_DATA LISTING_:
/// One game-client session, owned by exactly one thread.
///
/// The client library is single-threaded-cooperative: every call on
/// `client` happens here and nowhere else. Commands and platform
/// events arrive interleaved through the inbox; replies leave through
/// oneshot channels and milestones through the controller's event
/// channel.
struct Session {
    game_id: i64,
    client: Box<dyn GameClient>,
    phase: Phase,
    lobby: LobbyDefaults,
    settings: SupervisorSettings,
    events: UnboundedSender<SupervisorEvent>,

    radiant: Vec<SteamId>,
    dire: Vec<SteamId>,
    password: String,
    lobby_id: Option<u64>,
    pending_create: Option<PendingCreate>,

    /// Last member list seen, used by wholesale roster updates to kick
    /// now-unwanted members.
    members: Vec<LobbyMember>,

    /// Display names resolved from persona events, for readable logs.
    names: HashMap<SteamId, String>,

    launched: bool,
    running_emitted: bool,
    ended_emitted: bool,

    watchdog: Watchdog,
}
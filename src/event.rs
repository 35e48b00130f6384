use crate::database::WinningTeam;
use crate::platform::MatchOutcome;

/// Attributes of the external match backing a game, collected by the
/// supervisor when the lobby starts. Carries plain data only; nothing
/// in here references the supervisor's thread.
#[derive(Debug, Clone)]
pub struct MatchInfo {
    /// The platform's match id, or 0 if the lobby update omitted it.
    pub match_id: i64,
    pub lobby_id: i64,
    pub game_mode: i32,
    pub server_region: i32,
    pub league_id: i32,
}

/// Milestones a supervisor reports back to the controller. Delivered
/// over a channel into the control loop; per game id they arrive in
/// order, across game ids there is no ordering.
#[derive(Debug, Clone)]
pub enum SupervisorEvent {
    /// The lobby left the setup phase and the match is being played.
    LobbyRunning { game_id: i64, info: MatchInfo },

    /// The match ended, either observed (postgame lobby state) or
    /// synthesized by the watchdog with an unknown outcome.
    LobbyEnded {
        game_id: i64,
        outcome: MatchOutcome,
    },

    /// The supervisor's session died before the game ended, f.e. a
    /// failed login. The controller cancels the game and reclaims the
    /// slot.
    Terminated { game_id: i64, reason: String },
}

/// Events the controller emits to whatever upstream surface is
/// listening (a chat bot, a CLI, the logs).
#[derive(Debug, Clone)]
pub enum ControllerEvent {
    /// A game was formed and its lobby is being set up.
    GameFormed {
        game_id: i64,
        radiant: Vec<i64>,
        dire: Vec<i64>,
        /// Players that stayed in the queue this round; their selection
        /// weight keeps growing with their wait time.
        waited: Vec<i64>,
        password: String,
    },

    /// The lobby reached the running state.
    GameRunning { game_id: i64, match_id: i64 },

    /// The match was finalized.
    GameEnded {
        game_id: i64,
        match_id: i64,
        winning_team: WinningTeam,
    },

    /// The game was canceled before (or while) running; no ratings
    /// changed.
    GameCanceled { game_id: i64 },

    /// An admin rebalanced the rosters of an active game.
    GameRebalanced {
        game_id: i64,
        radiant: Vec<i64>,
        dire: Vec<i64>,
    },
}
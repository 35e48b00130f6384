use rand::Rng;

use crate::config::{LOBBY_TYPE_PRACTICE, PASSWORD_RANGE};
use crate::controller::facade::GameEntry;
use crate::controller::{Controller, GameError};
use crate::database::{MatchPlayerRow, MatchRow, MatchState, Side, WinningTeam};
use crate::event::{ControllerEvent, MatchInfo};
use crate::matchmaker::QueuedPlayer;
use crate::platform::{MatchOutcome, SteamId};
use crate::rating::{power_mean, EloShift};
use crate::supervisor::{LobbyDefaults, Supervisor};

impl Controller {
    /// Pull `2 * team_size` players out of the queue and start a lobby
    /// for them. Fails with `NotEnoughPlayers` if the queue is short.
    pub async fn form_game_now(&self) -> Result<(i64, String), GameError> {
        let formed = self.matchmaker.form_game()?;
        self.make_game(formed.radiant, formed.dire, formed.waited)
            .await
    }

    /// Acquire a slot, spawn a supervisor and drive it to a created
    /// lobby. On any failure the slot is reclaimed; when no slot is
    /// free at all, the selected players go straight back into the
    /// queue.
    pub(super) async fn make_game(
        &self,
        radiant: Vec<QueuedPlayer>,
        dire: Vec<QueuedPlayer>,
        waited: Vec<i64>,
    ) -> Result<(i64, String), GameError> {
        let game_id = self.store.next_game_id().await?;

        let Some(slot) = self.pool.acquire() else {
            log::warn!("unable to make game {}: all client slots busy", game_id);
            for player in radiant.iter().chain(dire.iter()) {
                self.matchmaker.enqueue(player.player_id, player.rating);
            }
            return Err(GameError::NoSlotAvailable);
        };

        let radiant_steam = match self.resolve_roster(&radiant).await {
            Ok(ids) => ids,
            Err(err) => {
                self.pool.release(slot);
                return Err(err);
            }
        };
        let dire_steam = match self.resolve_roster(&dire).await {
            Ok(ids) => ids,
            Err(err) => {
                self.pool.release(slot);
                return Err(err);
            }
        };

        let supervisor = Supervisor::spawn(
            game_id,
            slot,
            self.pool.credentials(slot).clone(),
            LobbyDefaults::for_game(&self.config, game_id),
            self.supervisor_settings.clone(),
            self.connector.clone(),
            self.supervisor_events.clone(),
        );

        let password = rand::thread_rng().gen_range(PASSWORD_RANGE).to_string();
        if let Err(err) = supervisor
            .create_lobby(radiant_steam, dire_steam, password.clone())
            .await
        {
            log::error!("game {}: lobby creation failed: {}", game_id, err);
            supervisor.teardown().await;
            self.pool.release(slot);
            return Err(err.into());
        }

        let (radiant_ids, dire_ids): (Vec<i64>, Vec<i64>) = (
            radiant.iter().map(|p| p.player_id).collect(),
            dire.iter().map(|p| p.player_id).collect(),
        );
        self.games.write().await.pending.insert(
            game_id,
            GameEntry {
                supervisor,
                radiant,
                dire,
                password: password.clone(),
                match_id: None,
            },
        );
        log::info!("game {} formed, lobby password {}", game_id, password);
        self.emit(ControllerEvent::GameFormed {
            game_id,
            radiant: radiant_ids,
            dire: dire_ids,
            waited,
            password: password.clone(),
        });
        Ok((game_id, password))
    }

    /// The lobby of a pending game started running: persist the match
    /// row together with its roster, and move the game to the active
    /// set. Effects run at most once per game id; events for unknown
    /// ids are stale and dropped.
    pub(super) async fn on_lobby_running(&self, game_id: i64, info: MatchInfo) {
        let mut entry = {
            let mut games = self.games.write().await;
            match games.pending.remove(&game_id) {
                Some(entry) => entry,
                None => {
                    log::info!("stale running event for game {}", game_id);
                    return;
                }
            }
        };
        entry.match_id = Some(info.match_id);

        let row = MatchRow {
            match_id: info.match_id,
            lobby_id: info.lobby_id,
            game_id,
            game_mode: info.game_mode,
            server_region: info.server_region,
            lobby_type: LOBBY_TYPE_PRACTICE,
            league_id: info.league_id,
            state: MatchState::Running,
            winning_team: WinningTeam::None,
        };
        let players: Vec<MatchPlayerRow> = entry
            .radiant
            .iter()
            .map(|p| (p, Side::Radiant))
            .chain(entry.dire.iter().map(|p| (p, Side::Dire)))
            .map(|(p, team)| MatchPlayerRow {
                match_id: info.match_id,
                player_id: p.player_id,
                team,
                rating_at_start: p.rating,
            })
            .collect();
        if let Err(err) = self.store.insert_match(&row, &players).await {
            log::error!("game {}: failed to persist match row: {}", game_id, err);
        }

        log::info!("game {} running as match {}", game_id, info.match_id);
        self.games.write().await.active.insert(game_id, entry);
        self.emit(ControllerEvent::GameRunning {
            game_id,
            match_id: info.match_id,
        });
    }

    /// A game ended, observed or synthesized: update ratings for known
    /// outcomes, finalize the match row, and reclaim the supervisor's
    /// slot. Effects run at most once per game id.
    pub(super) async fn on_lobby_ended(&self, game_id: i64, outcome: MatchOutcome) {
        let entry = {
            let mut games = self.games.write().await;
            match games.remove(game_id) {
                Some(entry) => entry,
                None => {
                    log::info!("stale ended event for game {}", game_id);
                    return;
                }
            }
        };
        let match_id = entry.match_id.unwrap_or_default();

        let winning_team = match outcome {
            MatchOutcome::RadiantWin => WinningTeam::Radiant,
            MatchOutcome::DireWin => WinningTeam::Dire,
            // Unknown outcomes (watchdog synthesis) finalize the match
            // without touching anyone's rating.
            MatchOutcome::Unknown => WinningTeam::None,
        };

        if winning_team != WinningTeam::None {
            if let Err(err) = self.update_ratings(&entry, winning_team).await {
                log::error!("game {}: rating update failed: {}", game_id, err);
            }
        }

        if entry.match_id.is_some() {
            if let Err(err) = self.store.finalize_match(match_id, winning_team).await {
                log::error!("game {}: failed to finalize match: {}", game_id, err);
            }
        }

        self.retire(&entry.supervisor).await;
        log::info!(
            "game {} ended, match {}, winner {:?}",
            game_id,
            match_id,
            winning_team
        );
        self.emit(ControllerEvent::GameEnded {
            game_id,
            match_id,
            winning_team,
        });
    }

    /// Apply the Elo update to every player of a decided match, based
    /// on current ratings.
    async fn update_ratings(
        &self,
        entry: &GameEntry,
        winner: WinningTeam,
    ) -> Result<(), GameError> {
        let radiant = self.current_ratings(&entry.radiant).await?;
        let dire = self.current_ratings(&entry.dire).await?;

        let radiant_mean = power_mean(&radiant.iter().map(|(_, r)| *r).collect::<Vec<_>>());
        let dire_mean = power_mean(&dire.iter().map(|(_, r)| *r).collect::<Vec<_>>());
        let shift = EloShift::decide(radiant_mean, dire_mean, winner, self.config.elo_k);
        log::info!(
            "rating shift: radiant {:+.1}, dire {:+.1}",
            shift.radiant,
            shift.dire
        );

        for (player_id, rating) in radiant {
            self.store
                .set_rating(player_id, EloShift::apply(rating, shift.radiant))
                .await?;
        }
        for (player_id, rating) in dire {
            self.store
                .set_rating(player_id, EloShift::apply(rating, shift.dire))
                .await?;
        }
        Ok(())
    }

    async fn current_ratings(
        &self,
        roster: &[QueuedPlayer],
    ) -> Result<Vec<(i64, i32)>, GameError> {
        let mut ratings = Vec::with_capacity(roster.len());
        for player in roster {
            // Fall back to the rating at selection if the row vanished.
            let rating = self
                .store
                .rating(player.player_id)
                .await?
                .unwrap_or(player.rating);
            ratings.push((player.player_id, rating));
        }
        Ok(ratings)
    }

    /// Tear the game down without writing results or touching ratings.
    pub async fn cancel_game(&self, game_id: i64) -> Result<(), GameError> {
        let entry = {
            let mut games = self.games.write().await;
            games
                .remove(game_id)
                .ok_or(GameError::UnknownGame(game_id))?
        };
        self.retire(&entry.supervisor).await;
        log::info!("game {} canceled", game_id);
        self.emit(ControllerEvent::GameCanceled { game_id });
        Ok(())
    }

    /// A supervisor died underneath its game (failed login, dead
    /// session). Reclaim the slot and report the game as canceled.
    pub(super) async fn on_supervisor_terminated(&self, game_id: i64, reason: String) {
        log::error!("supervisor for game {} terminated: {}", game_id, reason);
        match self.cancel_game(game_id).await {
            Ok(()) => {}
            Err(GameError::UnknownGame(_)) => {
                // Died before the game was tracked; make_game's error
                // path reclaims the slot.
            }
            Err(err) => log::error!("cleanup of game {} failed: {}", game_id, err),
        }
    }

    /// Recompute the fairest partition over a tracked game's players,
    /// using fresh ratings, and push the new rosters into the lobby.
    pub async fn balance(&self, game_id: i64) -> Result<(), GameError> {
        let (supervisor, roster) = {
            let games = self.games.read().await;
            let entry = games.get(game_id).ok_or(GameError::UnknownGame(game_id))?;
            let roster: Vec<i64> = entry
                .radiant
                .iter()
                .chain(entry.dire.iter())
                .map(|p| p.player_id)
                .collect();
            (entry.supervisor.clone(), roster)
        };

        let mut players = Vec::with_capacity(roster.len());
        for player_id in roster {
            let rating = self
                .store
                .rating(player_id)
                .await?
                .ok_or(GameError::UnknownPlayer(player_id))?;
            players.push(QueuedPlayer { player_id, rating });
        }

        let (radiant, dire) = self.matchmaker.partition_players(&players);
        let radiant_steam = self.resolve_roster(&radiant).await?;
        let dire_steam = self.resolve_roster(&dire).await?;

        supervisor.update_teams(radiant_steam, dire_steam).await?;

        let (radiant_ids, dire_ids): (Vec<i64>, Vec<i64>) = (
            radiant.iter().map(|p| p.player_id).collect(),
            dire.iter().map(|p| p.player_id).collect(),
        );
        {
            let mut games = self.games.write().await;
            if let Some(entry) = games.get_mut(game_id) {
                entry.radiant = radiant;
                entry.dire = dire;
            }
        }
        log::info!(
            "game {} rebalanced: radiant {:?}, dire {:?}",
            game_id,
            radiant_ids,
            dire_ids
        );
        self.emit(ControllerEvent::GameRebalanced {
            game_id,
            radiant: radiant_ids,
            dire: dire_ids,
        });
        Ok(())
    }

    async fn resolve_roster(
        &self,
        roster: &[QueuedPlayer],
    ) -> Result<Vec<SteamId>, GameError> {
        let mut steam_ids = Vec::with_capacity(roster.len());
        for player in roster {
            steam_ids.push(self.resolve_steam_id(player.player_id).await?);
        }
        Ok(steam_ids)
    }

    /// Tear a supervisor down and only then return its slot.
    async fn retire(&self, supervisor: &Supervisor) {
        supervisor.teardown().await;
        self.pool.release(supervisor.slot());
    }
}
use thiserror::Error;

use crate::config::Credentials;
use crate::platform::types::*;

/// Events pushed by the platform into a supervisor's inbox.
#[derive(Debug, Clone)]
pub enum PlatformEvent {
    /// The account session is established.
    LoggedOn,

    /// The game-coordinator handshake finished; lobby calls are now
    /// possible.
    Ready,

    /// The account's friend list changed in some way; the receiver
    /// should re-enumerate it.
    Friendlist,

    /// The client entered a lobby.
    LobbyNew { lobby_id: u64 },

    /// Anything about the current lobby changed.
    LobbyChanged(LobbyUpdate),

    /// Display-name information for some player arrived.
    PersonaState { steam_id: SteamId, name: String },
}

/// Failure of a single platform call.
///
/// `Transient` failures are logged and tolerated; `Fatal` ones mean
/// the session is unusable and the supervisor has to terminate.
#[derive(Debug, Error)]
pub enum PlatformError {
    #[error("platform call failed: {0}")]
    Transient(String),

    #[error("platform session unrecoverable: {0}")]
    Fatal(String),
}

pub type PlatformResult<T> = Result<T, PlatformError>;

/// Where a client session delivers its events. Implemented over the
/// supervisor's inbox channel; boxed so client implementations do not
/// see the inbox type.
pub trait EventSink: Send {
    fn post(&self, event: PlatformEvent);
}

/// The capability set the supervisor requires of a game-client
/// session.
///
/// A session is single-threaded-cooperative: every method must be
/// called from the thread that owns the session, and calls may block
/// for network round-trips. Events arrive through the `EventSink`
/// passed to `Connector::connect`.
pub trait GameClient: Send {
    /// Start the account session.
    fn login(&mut self, credentials: &Credentials) -> PlatformResult<()>;

    /// Run the game-coordinator handshake. Also used by the watchdog to
    /// re-establish a silently dropped session.
    fn launch(&mut self) -> PlatformResult<()>;

    fn create_practice_lobby(
        &mut self,
        password: &str,
        options: &LobbyOptions,
    ) -> PlatformResult<()>;

    fn config_practice_lobby(&mut self, options: &LobbyOptions) -> PlatformResult<()>;

    /// Snapshot of the current lobby's configuration, as a key→scalar
    /// map.
    fn lobby_options(&self) -> PlatformResult<LobbyOptions>;

    fn launch_practice_lobby(&mut self) -> PlatformResult<()>;

    fn leave_practice_lobby(&mut self) -> PlatformResult<()>;

    fn abandon_current_game(&mut self) -> PlatformResult<()>;

    fn invite_to_lobby(&mut self, steam_id: SteamId) -> PlatformResult<()>;

    /// Kick a member off their team seat (not out of the lobby). Takes
    /// the 32-bit account projection.
    fn kick_from_team(&mut self, account_id: u32) -> PlatformResult<()>;

    /// Ids of the practice lobbies visible under the given password.
    fn practice_lobby_list(&mut self, password: &str) -> PlatformResult<Vec<u64>>;

    /// The account's current friend list.
    fn friends(&self) -> Vec<(SteamId, FriendRelationship)>;

    /// Send or accept a friend request.
    fn add_friend(&mut self, steam_id: SteamId) -> PlatformResult<()>;

    /// Direct message to another player.
    fn send_message(&mut self, steam_id: SteamId, text: &str) -> PlatformResult<()>;

    fn logout(&mut self);

    fn disconnect(&mut self);
}

/// Opens game-client sessions. The production implementation wraps
/// whatever client library talks to the platform; tests use the
/// scripted mock.
pub trait Connector: Send + Sync {
    /// Open a session that posts its events into `sink`. The returned
    /// client is handed to exactly one supervisor thread and never
    /// shared.
    fn connect(&self, sink: Box<dyn EventSink>) -> anyhow::Result<Box<dyn GameClient>>;
}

_TASK GOAL_:
Give back exactly the lines starting at the one with "the given password." and running to the end of the listing. Include both ends.

_SOLUTION TO THE EXERCISE_:
    /// Ids of the practice lobbies visible under the given password.
    fn practice_lobby_list(&mut self, password: &str) -> PlatformResult<Vec<u64>>;

    /// The account's current friend list.
    fn friends(&self) -> Vec<(SteamId, FriendRelationship)>;

    /// Send or accept a friend request.
    fn add_friend(&mut self, steam_id: SteamId) -> PlatformResult<()>;

    /// Direct message to another player.
    fn send_message(&mut self, steam_id: SteamId, text: &str) -> PlatformResult<()>;

    fn logout(&mut self);

    fn disconnect(&mut self);
}

/// Opens game-client sessions. The production implementation wraps
/// whatever client library talks to the platform; tests use the
/// scripted mock.
pub trait Connector: Send + Sync {
    /// Open a session that posts its events into `sink`. The returned
    /// client is handed to exactly one supervisor thread and never
    /// shared.
    fn connect(&self, sink: Box<dyn EventSink>) -> anyhow::Result<Box<dyn GameClient>>;
}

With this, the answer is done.